How Long It Would Really Take To Get To Jupiter On Our Fastest Manned Rocket

This history of human spaceflight is remarkably short. Yuri Gagarin became the first human in space when he circled the Earth aboard Vostok 1 in 1961. The next big step forward came in 1965 when Aleksey Leonov stepped out of the Voskhod 2 craft, performing the first spacewalk. That same year, Gus Grissom and John Young were the first to change their orbit while in flight aboard Gemini 3.

These firsts were all just a prelude to the Apollo missions which took us to the moon. In 1968, Frank Borman, James Lovell, and William Anders were the first to leave low Earth orbit on their trip to the moon on Apollo 8. Less than a year later, Neil Armstrong and Buzz Aldrin would take their historic first steps on the surface of the moon.

Now that NASA's going back to the moon (hopefully in 2026), it also has its sights set on getting to Mars sometime in the 2030s. Beyond Mars, the next target in the solar system is Jupiter, although there probably won't be any manned flights to the king of the planets before the 2070s. But if it were to be done, how long would it take, and what route would one need to travel?

At its closest, Jupiter is over 1,500 times further away from Earth than the moon is: a whopping 365 million miles. Traveling at 24,816 mph (the fastest humans have ever gone), that trip would take about 613 days, but traveling in space isn't as straightforward as traveling here on Earth.
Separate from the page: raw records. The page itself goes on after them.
//! Session configuration
//!
//! Every field has a default, so a config file only needs the fields it changes:
//!
//! ```json
//! { "width": 8, "height": 16, "gravityMs": 500, "policy": "correct" }
//! ```

use serde::{Deserialize, Serialize};
use thiserror::Error;

use piles_core::{CollisionPolicy, Content};

use crate::types::{Point, BASE_DROP_MS, DEFAULT_HEIGHT, DEFAULT_SPAWN, DEFAULT_WIDTH};

#[derive(Debug, Error)]
pub enum ConfigError {
    #[error("invalid config json: {0}")]
    Json(#[from] serde_json::Error),
    #[error("grid must be at least 1x1, got {width}x{height}")]
    ZeroSize { width: u16, height: u16 },
    #[error("spawn ({}, {}) lies outside the {width}x{height} grid", spawn.x, spawn.y)]
    SpawnOutside { spawn: Point, width: u16, height: u16 },
    #[error("gravity interval must be positive")]
    ZeroGravity,
}

#[derive(Debug, Clone, PartialEq, Eq, Serialize, Deserialize)]
#[serde(default, rename_all = "camelCase")]
pub struct SessionConfig {
    pub width: u16,
    pub height: u16,
    /// Anchor new bricks spawn at, facing up
    pub spawn: Point,
    /// Gravity interval at level 0
    pub gravity_ms: u32,
    pub policy: CollisionPolicy,
    /// Seed for the bag randomizer
    pub seed: u32,
}

impl Default for SessionConfig {
    fn default() -> Self {
        Self {
            width: DEFAULT_WIDTH,
            height: DEFAULT_HEIGHT,
            spawn: DEFAULT_SPAWN,
            gravity_ms: BASE_DROP_MS,
            policy: CollisionPolicy::Reject,
            seed: 1,
        }
    }
}

impl SessionConfig {
    pub fn from_json(json: &str) -> Result<Self, ConfigError> {
        let config: SessionConfig = serde_json::from_str(json)?;
        config.validate()?;
        Ok(config)
    }

    /// Take the spawn anchor from level content, when the content sets one
    pub fn apply_content(&mut self, content: &Content) {
        if let Some(spawn) = content.spawn {
            self.spawn = spawn;
        }
    }

    pub fn validate(&self) -> Result<(), ConfigError> {
        if self.width == 0 || self.height == 0 {
            return Err(ConfigError::ZeroSize {
                width: self.width,
                height: self.height,
            });
        }
        let inside = (0..self.width as i32).contains(&self.spawn.x)
            && (0..self.height as i32).contains(&self.spawn.y);
        if !inside {
            return Err(ConfigError::SpawnOutside {
                spawn: self.spawn,
                width: self.width,
                height: self.height,
            });
        }
        if self.gravity_ms == 0 {
            return Err(ConfigError::ZeroGravity);
        }
        Ok(())
    }
}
For one thing, Earth and Jupiter are always moving, so timing the window of departure is critical: You need to make sure Jupiter will be there when you arrive. You also have to take into account that any spacecraft sent to Jupiter will also be orbiting the Sun. In other words, you can't fly in a straight line to Jupiter. 

Further complicating matters is the fact that you need a lot of fuel to get around in space. There's no wind resistance to slow you down, for one thing, so for every ounce of fuel you burn to go forward, be prepared to burn another ounce to slow down. That means that you're going to have to find a way to get there that burns the least amount possible. Fortunately, Walter Hohmann figured that out back in 1925.
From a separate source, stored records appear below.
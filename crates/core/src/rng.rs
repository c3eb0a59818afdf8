//! RNG module - deterministic brick selection
//!
//! The resolver never picks shapes itself; it asks a [`BrickSource`] handed to
//! it at construction. Two sources ship here:
//!
//! - [`BagSource`]: every shape of the table once per bag, shuffled, then refill
//!   (the "7-bag" rule generalized to any table size)
//! - [`Sequence`]: a fixed cycle of shapes, for scripted games and tests

use crate::shapes::{ShapeId, ShapeTable};

/// Supplies the shape of each newly spawned brick
///
/// The returned id must come from `shapes`, the table passed in. The resolver
/// panics on an id that table does not hold.
pub trait BrickSource {
    fn next_shape(&mut self, shapes: &ShapeTable) -> ShapeId;
}

/// Simple LCG (Linear Congruential Generator) RNG
/// Uses constants from Numerical Recipes
#[derive(Debug, Clone)]
pub struct SimpleRng {
    state: u32,
}

impl SimpleRng {
    /// Create a new RNG with the given seed
    pub fn new(seed: u32) -> Self {
        // Avoid 0 seed which would produce all zeros
        let state = if seed == 0 { 1 } else { seed };
        Self { state }
    }

    /// Generate next random u32
    pub fn next_u32(&mut self) -> u32 {
        // a=1664525, c=1013904223, m=2^32
        self.state = self.state.wrapping_mul(1664525).wrapping_add(1013904223);
        self.state
    }

    /// Generate random value in range [0, max)
    pub fn next_range(&mut self, max: u32) -> u32 {
        self.next_u32() % max
    }

    /// Shuffle a slice using Fisher-Yates
    pub fn shuffle<T>(&mut self, slice: &mut [T]) {
        for i in (1..slice.len()).rev() {
            let j = self.next_range((i + 1) as u32) as usize;
            slice.swap(i, j);
        }
    }

    pub fn state(&self) -> u32 {
        self.state
    }
}

/// Bag randomizer over a whole shape table
#[derive(Debug, Clone)]
pub struct BagSource {
    /// Current bag of shapes
    bag: Vec<ShapeId>,
    /// Index into current bag
    bag_index: usize,
    rng: SimpleRng,
    seed: u32,
}

impl BagSource {
    pub fn new(seed: u32) -> Self {
        Self {
            bag: Vec::new(),
            bag_index: 0,
            rng: SimpleRng::new(seed),
            seed,
        }
    }

    fn shuffled_bag(rng: &mut SimpleRng, shapes: &ShapeTable) -> Vec<ShapeId> {
        let mut bag: Vec<ShapeId> = shapes.ids().collect();
        rng.shuffle(&mut bag);
        bag
    }

    /// Peek at the next shape without consuming it
    pub fn peek(&self, shapes: &ShapeTable) -> ShapeId {
        if let Some(&id) = self.bag.get(self.bag_index) {
            return id;
        }

        // Preview the next bag from a copy of the RNG; the following draw
        // refills from the same state and so yields the same shape.
        let mut preview_rng = self.rng.clone();
        Self::shuffled_bag(&mut preview_rng, shapes)[0]
    }

    /// Seed this source was created with
    pub fn seed(&self) -> u32 {
        self.seed
    }

    /// Shapes left in the current bag
    pub fn remaining(&self) -> &[ShapeId] {
        &self.bag[self.bag_index.min(self.bag.len())..]
    }
}

impl BrickSource for BagSource {
    fn next_shape(&mut self, shapes: &ShapeTable) -> ShapeId {
        if self.bag_index >= self.bag.len() {
            self.bag = Self::shuffled_bag(&mut self.rng, shapes);
            self.bag_index = 0;
        }

        let id = self.bag[self.bag_index];
        self.bag_index += 1;
        id
    }
}

impl Default for BagSource {
    fn default() -> Self {
        Self::new(1)
    }
}

/// Cycles through a fixed list of shapes
#[derive(Debug, Clone)]
pub struct Sequence {
    ids: Vec<ShapeId>,
    next: usize,
}

impl Sequence {
    /// Panics on an empty list.
    pub fn new(ids: Vec<ShapeId>) -> Self {
        assert!(!ids.is_empty(), "sequence needs at least one shape");
        Self { ids, next: 0 }
    }

    /// Always the same shape
    pub fn repeat(id: ShapeId) -> Self {
        Self::new(vec![id])
    }
}

impl BrickSource for Sequence {
    fn next_shape(&mut self, _shapes: &ShapeTable) -> ShapeId {
        let id = self.ids[self.next];
        self.next = (self.next + 1) % self.ids.len();
        id
    }
}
Walter Hohmann developed something now called the Hohmann transfer orbit, an idealized transition from the orbit of one planet to another that uses as little fuel as possible. The general idea is to find the smallest orbit possible between the orbit you're launching from (Earth) and the orbit you're launching to (Jupiter). 

The time it takes to make that trip is roughly equal to half of the average of the times it takes each object to orbit the sun. Jupiter orbits the sun every 4,333 days, and Earth orbits every 365 days. That comes out to a one-way trip of 1,174 days, or a bit over 3 years. 

Because the two planets have to be precisely aligned for this to work, you'll only get a chance every 13 months thanks to the 398.88 day synodic period(a measure of relative positions, generally speaking). And this window works both ways. You'll have to stay on Jupiter long enough for this window to open up again before you could come home using this optimized route.

Even though a human has never traveled to Jupiter, humanity has sent a total of 11 robotic missions into the outer solar system that have visited the massive gas giant. Six of those missions merely passed through the Jovian system on their way to somewhere else, the fastest of which, New Horizons, reached Jupiter in a mere 405 days.

As for the other four missions, their path to Jupiter is a bit more circuitous. Whereas the flyby missions didn't have to stop, these orbital missions would have to have enough fuel to stop when they got there, meaning high speed wasn't really an option. The Galileo mission, launched in 1989, got a boost from Venus before doing a Hohmann transfer to arrive at Jupiter after six years. NASA's latest mission — Europa Clipper — launched in October 2024 and will take a similar path as Galileo,but instead of relying on Venus for a gravity assist, it will pick up extra speed from Mars, then Earth, before heading off to Jupiter. Europa Clipper is expected to take a bit under six years to arrive.

NASA takes these longer paths for its unmanned missions because it saves fuel that is needed to slow down on arrival at Jupiter. Humans, who are notoriously reliant on food to survive, will need to take a shorter path than their robot predecessors.